Geçmiş ne kadar cazip görünse de geçti ve yapabileceğim en iyi ‘şu anı’ en iyi şekilde değerlendirmek. Böylelikle geriye dönüp baktığımda ‘keşke’ demeyeceğim.
‘‘Keşke, günün değerini bilseydim, keşke daha çok ilgilenseydim ya da keşke… Sadece anın tadını çıkarsaydım.’’ Artık hepsinden kurtuldum diyebilirim. Belki henüz geri dönmek isteyeceğim kadar yenilikler geçirmedim hayatımda. Ama en azından her şekilde elimden gelenin en iyisini yaptığımı biliyorum. Değişimler korkutucu olsa da gelişmemizin bağlı olduğu tek koşul da bu.
Eskinin kolay görünmesinin sebebi sadece alışkanlıklar. O zaman da kolay değildi. İnsan eski sorunları artık dert etmediğinden olsa gerek, bazı konularda sadece güzel şeyleri hatırlıyor. Artık tüm sıkıntılar geçti bitti çünkü. Ama güzel anılar… Sonsuza kadar bizimle kalıyor.

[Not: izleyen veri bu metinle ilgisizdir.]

pub mod pool;

pub use pool::{Mempool, MempoolConfig, MempoolStats};
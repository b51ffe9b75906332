use std::collections::{HashMap, HashSet};

use chrono::Utc;
use pulse_types::MicroBatch;
use serde::Serialize;
use tracing::{debug, info};

/// Exponent of the reversal-probability curve.  Chosen so that 20%
/// confidence already maps below 1% reversal risk and 67% below 1e-6.
const REVERSAL_EXPONENT: i32 = 21;

/// Quorum settings for instant finality.
#[derive(Debug, Clone)]
pub struct FinalityConfig {
    /// Size of the validator set the threshold is measured against.
    pub total_validators: usize,

    /// Fraction of validators (0 < t ≤ 1) whose acks finalise a batch.
    pub instant_threshold: f64,

    /// How long a batch may sit unfinalised before it is marked timed out.
    pub timeout_window_ms: i64,
}

impl Default for FinalityConfig {
    fn default() -> Self {
        Self {
            total_validators: 1,
            instant_threshold: 0.20,
            timeout_window_ms: 10,
        }
    }
}

/// Per-batch acknowledgment state.
#[derive(Debug, Clone)]
pub struct FinalityEntry {
    pub batch: MicroBatch,
    pub acks: HashSet<String>,
    pub started_at: i64,
    pub finalised: bool,
    pub timed_out: bool,
    pub time_to_finality: Option<i64>,
}

/// Payload of the instant-finality notification, emitted exactly once per
/// finalised batch.
#[derive(Debug, Clone, Serialize)]
#[serde(rename_all = "camelCase")]
pub struct FinalityEvent {
    pub batch_id: String,
    pub batch_number: u64,
    /// Percentage of the validator set that acknowledged.
    pub confidence: f64,
    pub validators: Vec<String>,
    pub time_to_finality: i64,
    pub timestamp: i64,
}

/// Snapshot of one batch's progress toward finality.
#[derive(Debug, Clone, Serialize)]
#[serde(rename_all = "camelCase")]
pub struct FinalityStatus {
    pub ack_count: usize,
    pub total_validators: usize,
    pub confidence: f64,
    pub reversal_probability: f64,
    pub has_instant_finality: bool,
    pub validators: Vec<String>,
}

#[derive(Debug, Clone, Serialize)]
#[serde(rename_all = "camelCase")]
pub struct TrackerStats {
    pub tracked_batches: usize,
    pub finalized_batches: usize,
    /// Percentage of tracked batches that reached finality.
    pub finality_rate: f64,
}

/// Tracks validator acknowledgments per batch and detects the moment the
/// configured quorum fraction is crossed.
///
/// Per-batch state machine: `Tracking → Finalised` (terminal) or
/// `Tracking → TimedOut` (also terminal; late acks are still recorded for
/// inspection but can no longer finalise the batch).
pub struct FinalityTracker {
    config: FinalityConfig,
    tracked: HashMap<String, FinalityEntry>,
    finalised: HashSet<String>,
}

impl FinalityTracker {
    pub fn new(config: FinalityConfig) -> Self {
        let config = FinalityConfig {
            total_validators: config.total_validators.max(1),
            ..config
        };
        Self {
            config,
            tracked: HashMap::new(),
            finalised: HashSet::new(),
        }
    }

    /// Acks needed to finalise: `ceil(total × threshold)`.
    pub fn required_acks(&self) -> usize {
        (self.config.total_validators as f64 * self.config.instant_threshold).ceil() as usize
    }

    /// Begin tracking `batch`.  Returns `false` when the id is already
    /// tracked (idempotent no-op).
    pub fn track(&mut self, batch: MicroBatch) -> bool {
        if self.tracked.contains_key(&batch.id) {
            return false;
        }
        debug!(batch = %batch.id, number = batch.batch_number, "tracking batch");
        let entry = FinalityEntry {
            started_at: Utc::now().timestamp_millis(),
            acks: HashSet::new(),
            finalised: false,
            timed_out: false,
            time_to_finality: None,
            batch,
        };
        self.tracked.insert(entry.batch.id.clone(), entry);
        true
    }

    /// Record one validator's acknowledgment.  Duplicate acks are no-ops;
    /// acks for unknown batches are ignored.  Returns the finality event at
    /// the exact ack that crosses the threshold, and only then.
    pub fn acknowledge(&mut self, batch_id: &str, validator_id: &str) -> Option<FinalityEvent> {
        let required = self.required_acks();
        let total = self.config.total_validators;

        let entry = self.tracked.get_mut(batch_id)?;
        entry.acks.insert(validator_id.to_string());

        if entry.finalised || entry.timed_out || entry.acks.len() < required {
            return None;
        }

        let now = Utc::now().timestamp_millis();
        let time_to_finality = now - entry.started_at;
        entry.finalised = true;
        entry.time_to_finality = Some(time_to_finality);
        self.finalised.insert(batch_id.to_string());

        let mut validators: Vec<String> = entry.acks.iter().cloned().collect();
        validators.sort();
        let confidence = entry.acks.len() as f64 / total as f64 * 100.0;

        info!(
            batch = %batch_id,
            confidence,
            time_to_finality_ms = time_to_finality,
            "instant finality reached"
        );

        Some(FinalityEvent {
            batch_id: batch_id.to_string(),
            batch_number: entry.batch.batch_number,
            confidence,
            validators,
            time_to_finality,
            timestamp: now,
        })
    }

    pub fn status(&self, batch_id: &str) -> Option<FinalityStatus> {
        let entry = self.tracked.get(batch_id)?;
        let confidence =
            entry.acks.len() as f64 / self.config.total_validators as f64 * 100.0;
        let mut validators: Vec<String> = entry.acks.iter().cloned().collect();
        validators.sort();

        Some(FinalityStatus {
            ack_count: entry.acks.len(),
            total_validators: self.config.total_validators,
            confidence,
            reversal_probability: Self::reversal_probability(confidence),
            has_instant_finality: entry.finalised,
            validators,
        })
    }

    /// Advisory estimate of the chance an accepted batch is later
    /// overturned, as a monotone non-increasing function of confidence.
    pub fn reversal_probability(confidence: f64) -> f64 {
        if confidence <= 0.0 {
            return 1.0;
        }
        if confidence >= 100.0 {
            return 0.0;
        }
        (1.0 - confidence / 100.0).powi(REVERSAL_EXPONENT)
    }

    /// Mark entries older than the timeout window.  Timed-out entries are
    /// retained for inspection.  Returns the ids that newly timed out.
    pub fn check_timeouts(&mut self) -> Vec<String> {
        let now = Utc::now().timestamp_millis();
        let mut newly_timed_out = Vec::new();

        for (id, entry) in &mut self.tracked {
            if entry.finalised || entry.timed_out {
                continue;
            }
            if now - entry.started_at > self.config.timeout_window_ms {
                entry.timed_out = true;
                newly_timed_out.push(id.clone());
            }
        }

        if !newly_timed_out.is_empty() {
            debug!(count = newly_timed_out.len(), "batches timed out");
        }
        newly_timed_out
    }

    /// Rebase the quorum; in-flight entries keep their ack sets and later
    /// acks are measured against the new threshold.
    pub fn set_total_validators(&mut self, total: usize) {
        self.config.total_validators = total.max(1);
    }

    pub fn entry(&self, batch_id: &str) -> Option<&FinalityEntry> {
        self.tracked.get(batch_id)
    }

    /// Acknowledging validators for a batch, sorted.
    pub fn acks(&self, batch_id: &str) -> Option<Vec<String>> {
        let entry = self.tracked.get(batch_id)?;
        let mut validators: Vec<String> = entry.acks.iter().cloned().collect();
        validators.sort();
        Some(validators)
    }

    /// Drop a batch from tracking; returns whether it was present.
    pub fn clear_batch(&mut self, batch_id: &str) -> bool {
        self.tracked.remove(batch_id).is_some()
    }

    pub fn stats(&self) -> TrackerStats {
        let tracked = self.tracked.len();
        let finalized = self.finalised.len();
        let finality_rate = if tracked == 0 {
            0.0
        } else {
            finalized as f64 / tracked as f64 * 100.0
        };
        TrackerStats {
            tracked_batches: tracked,
            finalized_batches: finalized,
            finality_rate,
        }
    }
}

#[cfg(test)]
mod tests {
    use num_bigint::BigUint;
    use pulse_types::Transaction;

    use super::*;

    fn batch(number: u64) -> MicroBatch {
        let tx = Transaction::new(
            "aa".repeat(32),
            "bb".repeat(32),
            BigUint::from(10u8),
            BigUint::from(1u8),
            number,
        );
        MicroBatch::new(number, vec![tx])
    }

    fn tracker(total: usize, threshold: f64) -> FinalityTracker {
        FinalityTracker::new(FinalityConfig {
            total_validators: total,
            instant_threshold: threshold,
            timeout_window_ms: 10_000,
        })
    }

    #[test]
    fn threshold_crossing_fires_exactly_once() {
        let mut tracker = tracker(30, 0.20);
        let batch = batch(1);
        let id = batch.id.clone();
        assert!(tracker.track(batch));
        assert_eq!(tracker.required_acks(), 6);

        for validator in 1..=5 {
            assert!(tracker.acknowledge(&id, &format!("validator-{validator}")).is_none());
        }
        let status = tracker.status(&id).unwrap();
        assert!(!status.has_instant_finality);
        assert_eq!(status.ack_count, 5);

        let event = tracker
            .acknowledge(&id, "validator-6")
            .expect("sixth distinct ack crosses 20%");
        assert_eq!(event.confidence, 20.0);
        assert_eq!(event.validators.len(), 6);
        assert!(event.time_to_finality >= 0);

        // Further acks never re-fire the event.
        assert!(tracker.acknowledge(&id, "validator-7").is_none());
        assert!(tracker.status(&id).unwrap().has_instant_finality);
    }

    #[test]
    fn duplicate_acks_count_once() {
        let mut tracker = tracker(30, 0.20);
        let batch = batch(1);
        let id = batch.id.clone();
        tracker.track(batch);

        for _ in 0..10 {
            assert!(tracker.acknowledge(&id, "validator-1").is_none());
        }
        assert_eq!(tracker.status(&id).unwrap().ack_count, 1);
    }

    #[test]
    fn single_validator_finalises_on_first_ack() {
        let mut tracker = tracker(1, 0.20);
        let batch = batch(1);
        let id = batch.id.clone();
        tracker.track(batch);

        assert_eq!(tracker.required_acks(), 1);
        let event = tracker.acknowledge(&id, "only-validator").unwrap();
        assert_eq!(event.confidence, 100.0);
    }

    #[test]
    fn unknown_batch_is_ignored() {
        let mut tracker = tracker(3, 0.5);
        assert!(tracker.acknowledge("no-such-batch", "validator-1").is_none());
        assert!(tracker.status("no-such-batch").is_none());
    }

    #[test]
    fn duplicate_track_is_rejected() {
        let mut tracker = tracker(3, 0.5);
        let batch = batch(1);
        assert!(tracker.track(batch.clone()));
        assert!(!tracker.track(batch));
        assert_eq!(tracker.stats().tracked_batches, 1);
    }

    #[test]
    fn timed_out_batch_stays_timed_out() {
        let mut tracker = FinalityTracker::new(FinalityConfig {
            total_validators: 2,
            instant_threshold: 0.5,
            timeout_window_ms: 0,
        });
        let batch = batch(1);
        let id = batch.id.clone();
        tracker.track(batch);

        std::thread::sleep(std::time::Duration::from_millis(5));
        assert_eq!(tracker.check_timeouts(), vec![id.clone()]);
        assert!(tracker.entry(&id).unwrap().timed_out);

        // Late ack is recorded for inspection but cannot finalise.
        assert!(tracker.acknowledge(&id, "validator-1").is_none());
        assert!(tracker.acknowledge(&id, "validator-2").is_none());
        assert_eq!(tracker.status(&id).unwrap().ack_count, 2);
        assert!(!tracker.status(&id).unwrap().has_instant_finality);
        // And it only reports once.
        assert!(tracker.check_timeouts().is_empty());
    }

    #[test]
    fn finalised_batch_never_times_out() {
        let mut tracker = FinalityTracker::new(FinalityConfig {
            total_validators: 1,
            instant_threshold: 0.2,
            timeout_window_ms: 0,
        });
        let batch = batch(1);
        let id = batch.id.clone();
        tracker.track(batch);
        tracker.acknowledge(&id, "validator-1").unwrap();

        std::thread::sleep(std::time::Duration::from_millis(5));
        assert!(tracker.check_timeouts().is_empty());
    }

    #[test]
    fn rebasing_total_validators_changes_the_quorum() {
        let mut tracker = tracker(2, 0.5);
        let batch = batch(1);
        let id = batch.id.clone();
        tracker.track(batch);

        tracker.set_total_validators(10);
        assert_eq!(tracker.required_acks(), 5);
        for validator in 1..=4 {
            assert!(tracker.acknowledge(&id, &format!("validator-{validator}")).is_none());
        }
        assert!(tracker.acknowledge(&id, "validator-5").is_some());
    }

    #[test]
    fn reversal_probability_meets_anchor_constraints() {
        assert_eq!(FinalityTracker::reversal_probability(0.0), 1.0);
        assert_eq!(FinalityTracker::reversal_probability(100.0), 0.0);
        assert!(FinalityTracker::reversal_probability(20.0) < 0.01);
        assert!(FinalityTracker::reversal_probability(67.0) < 1e-6);
    }

    #[test]
    fn reversal_probability_is_monotone_non_increasing() {
        let mut previous = 1.0f64;
        for step in 0..=100 {
            let current = FinalityTracker::reversal_probability(step as f64);
            assert!(current <= previous, "p({step}) increased");
            previous = current;
        }
    }

    #[test]
    fn stats_tracks_finality_rate() {
        let mut tracker = tracker(1, 0.2);
        let first = batch(1);
        let second = batch(2);
        let first_id = first.id.clone();
        tracker.track(first);
        tracker.track(second);
        tracker.acknowledge(&first_id, "validator-1").unwrap();

        let stats = tracker.stats();
        assert_eq!(stats.tracked_batches, 2);
        assert_eq!(stats.finalized_batches, 1);
        assert_eq!(stats.finality_rate, 50.0);
    }

    #[test]
    fn clear_batch_removes_tracking_state() {
        let mut tracker = tracker(1, 0.2);
        let batch = batch(1);
        let id = batch.id.clone();
        tracker.track(batch);

        assert!(tracker.clear_batch(&id));
        assert!(!tracker.clear_batch(&id));
        assert!(tracker.status(&id).is_none());
    }
}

Unutmayın, her anınız çok değerli. İleride değil, o an bunun bilincinde olun. Ve mümkün olduğunca çok anı biriktirin. Hepimiz eşit imkânlarla gelmiyoruz belki. Ama hayatımızın kalanında kendi imkânlarımızı yaratmak yine kendimize kalıyor.
Kendinizi yenilemek ve değişiklikler yapmak için yılbaşını, pazartesiyi ya da belli bir günü beklemenize gerek yok. Değiştirmek istediğiniz her ne ise bunu o an yapmalısınız. Ve son olarak, diğer insanlar için değil, kendiniz için yaşamaya başlayın. Hayat diğer insanları memnun etmek için çok kısa. Sizi ne mutlu ediyorsa onun peşinden koşun, onların hayalinin peşinden değil.